Researchers cautioned that the study focused on urban and suburban areas, and did not look at national or state parks in more rural areas, However, they did underscore that their findings show the need to make sure that all people, across racial, ethnic, and income levels, have access to parks in urban areas. They also said finding ways to keep parks open and utilized in low-income areas is critical.

“These findings should inspire parks and recreation professionals to look at their planning and outreach processes to determine if they are engaging socially vulnerable populations,” said study co-author Matt Carusona, director of programs and marketing for the N.C. Recreation and Park Association, an organization that helped fund the study.

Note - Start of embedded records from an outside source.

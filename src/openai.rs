//! OpenAI-compatible client configuration.

use crate::error::{DocqaError, Result};
use async_openai::{config::OpenAIConfig, Client};
use std::time::Duration;

/// Default timeout for API requests (5 minutes).
pub const DEFAULT_TIMEOUT_SECS: u64 = 300;

/// Create a client for an OpenAI-compatible endpoint.
///
/// `api_base` overrides api.openai.com (e.g. a local embedding server or a
/// provider's OpenAI-compatible gateway). The key is read from `OPENAI_API_KEY`.
pub fn create_client(api_base: Option<&str>, timeout: Duration) -> Result<Client<OpenAIConfig>> {
    let http_client = reqwest::Client::builder()
        .timeout(timeout)
        .build()
        .map_err(|e| DocqaError::Config(format!("Failed to create HTTP client: {}", e)))?;

    let mut config = OpenAIConfig::default();
    if let Some(base) = api_base {
        config = config.with_api_base(base);
    }

    Ok(Client::with_config(config).with_http_client(http_client))
}
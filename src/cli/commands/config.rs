//! Config command implementation.

use crate::cli::{ConfigAction, Output};
use crate::config::Settings;
use anyhow::Result;
use std::path::PathBuf;

/// Run the config command.
pub fn run_config(action: &ConfigAction, settings: Settings, config_path: Option<&str>) -> Result<()> {
    match action {
        ConfigAction::Show => {
            let toml_str = toml::to_string_pretty(&settings)
                .map_err(|e| anyhow::anyhow!("Failed to serialize config: {}", e))?;
            println!("{}", toml_str);
        }

        ConfigAction::Init { force } => {
            let path = resolve_path(config_path);
            if path.exists() && !force {
                Output::warning(&format!(
                    "{} already exists (use --force to overwrite)",
                    path.display()
                ));
                return Ok(());
            }
            Settings::default().save_to(&path)?;
            Output::success(&format!("Wrote default config to {}", path.display()));
        }

        ConfigAction::Path => {
            println!("{}", resolve_path(config_path).display());
        }
    }

    Ok(())
}

fn resolve_path(config_path: Option<&str>) -> PathBuf {
    match config_path {
        Some(path) => Settings::expand_path(path),
        None => Settings::default_config_path(),
    }
}
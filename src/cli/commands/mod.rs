//! CLI command implementations.

mod ask;
mod config;
mod doctor;
mod serve;

pub use ask::run_ask;
pub use config::run_config;
pub use doctor::run_doctor;
pub use serve::run_serve;
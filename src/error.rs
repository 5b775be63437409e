//! Error types for docqa.

use thiserror::Error;

/// Library-level error type for docqa operations.
#[derive(Error, Debug)]
pub enum DocqaError {
    #[error("Configuration error: {0}")]
    Config(String),

    #[error("Invalid source: {0}")]
    InvalidSource(String),

    #[error("Source not found: {0}")]
    SourceNotFound(String),

    #[error("Empty input: {0}")]
    EmptyInput(String),

    #[error("Extraction failed: {0}")]
    Extraction(String),

    #[error("Transcript unavailable: {0}")]
    TranscriptUnavailable(String),

    #[error("Embedding generation failed: {0}")]
    Embedding(String),

    #[error("Index was built with embedding model '{indexed}' but the query embedder is '{query}'")]
    EmbeddingMismatch { indexed: String, query: String },

    #[error("Unknown document_id: {0}")]
    UnknownHandle(String),

    #[error("No document has been indexed yet")]
    NoIndex,

    #[error("Generation failed: {0}")]
    Generation(String),

    #[error("IO error: {0}")]
    Io(#[from] std::io::Error),

    #[error("JSON error: {0}")]
    Json(#[from] serde_json::Error),

    #[error("TOML parse error: {0}")]
    TomlParse(#[from] toml::de::Error),

    #[error("HTTP error: {0}")]
    Http(#[from] reqwest::Error),

    #[error("OpenAI API error: {0}")]
    OpenAI(String),
}

impl DocqaError {
    /// Whether the caller is at fault (bad input, unknown handle, nothing indexed).
    pub fn is_client_error(&self) -> bool {
        matches!(
            self,
            DocqaError::Config(_)
                | DocqaError::InvalidSource(_)
                | DocqaError::SourceNotFound(_)
                | DocqaError::EmptyInput(_)
                | DocqaError::UnknownHandle(_)
                | DocqaError::NoIndex
        )
    }

    /// Whether a retry of the same call could plausibly succeed.
    pub fn is_transient(&self) -> bool {
        matches!(
            self,
            DocqaError::Extraction(_)
                | DocqaError::Generation(_)
                | DocqaError::Http(_)
                | DocqaError::OpenAI(_)
        )
    }
}

/// Result type alias for docqa operations.
pub type Result<T> = std::result::Result<T, DocqaError>;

“Not only do parks and recreation professionals need to make sure that socially vulnerable people have access to parks, but they also need to review if they are creating a welcoming atmosphere for their entire community. Ensuring marketing and outreach efforts are inclusive and appropriate for all is important, and so is having a community planning process for parks and recreation that is accessible to diverse communities – especially during a pandemic.”

The study, “Urban park use during the COVID-19 pandemic: are socially vulnerable communities disproportionately impacted?” was published online in Frontiers in Sustainable Cities on Sept. 29, 2021. It was authored by Larson, Carusona, along with Zhenzhen Zhang, Jae I. Oh, Will Beam, S. Ogletree Jason R. Bocarro, KangJae J. Lee, Jonathan M. Casper, Kathryn T. Stevenson, James A. Hipp and Michelle Wells.

-oleniacz-

Note to editors: The abstract follows.

“Urban park use during the COVID-19 pandemic: are socially vulnerable communities disproportionately impacted?”

Authors: Lincoln R. Larson, Zhenzhen Zhang, Jae I. Oh, Will Beam, S. Ogletree Jason R. Bocarro, KangJae J. Lee, Jonathan M. Casper, Kathryn T. Stevenson, James A. Hipp, Matt Carusona and Michelle Wells.

Published online Sept. 29, 2021, in Frontiers in Sustainable Cities

Abstract: The COVID-19 pandemic altered human behavior around the world. To maintain mental and physical health during periods of lockdown and quarantine, people often engaged in outdoor, physically distanced activities such as visits to parks and greenspace. However, research tracking outdoor recreation patterns during the pandemic have yielded inconsistent results, and few studies have explored the impacts of COVID-19 on park use across diverse neighborhoods. We used a mixed methods approach to examine changes in park use patterns in cities across North Carolina, USA, during the COVID-19 pandemic, with an emphasis on impacts in socially vulnerable communities (based on racial/ethnic composition and socioeconomic status). First, we surveyed a demographically representative sample of 611 urban residents during August 2020 to assess their use of outdoor park spaces before and during the pandemic. Second, we used cell phone location (i.e, geo-tracking) data to document changes in park visits within 605 socioeconomically diverse urban census tracts before (July 2019) and during (July 2020) the pandemic. Data from both methods revealed urban park use declined during the pandemic; 56% of survey respondents said they stopped or reduced park use, and geo-tracked park visits dropped by 15%. Park users also became more homogenous, with visits increasing the most for past park visitors and declining the most in socially vulnerable communities and among individuals who were BIPOC or lower-income. Our results raise concerns about urban park use during the COVID-19 pandemic and suggest pre-existing health disparities in socially vulnerable communities might be exacerbated by inequitable access and utilization of parks and greenspace.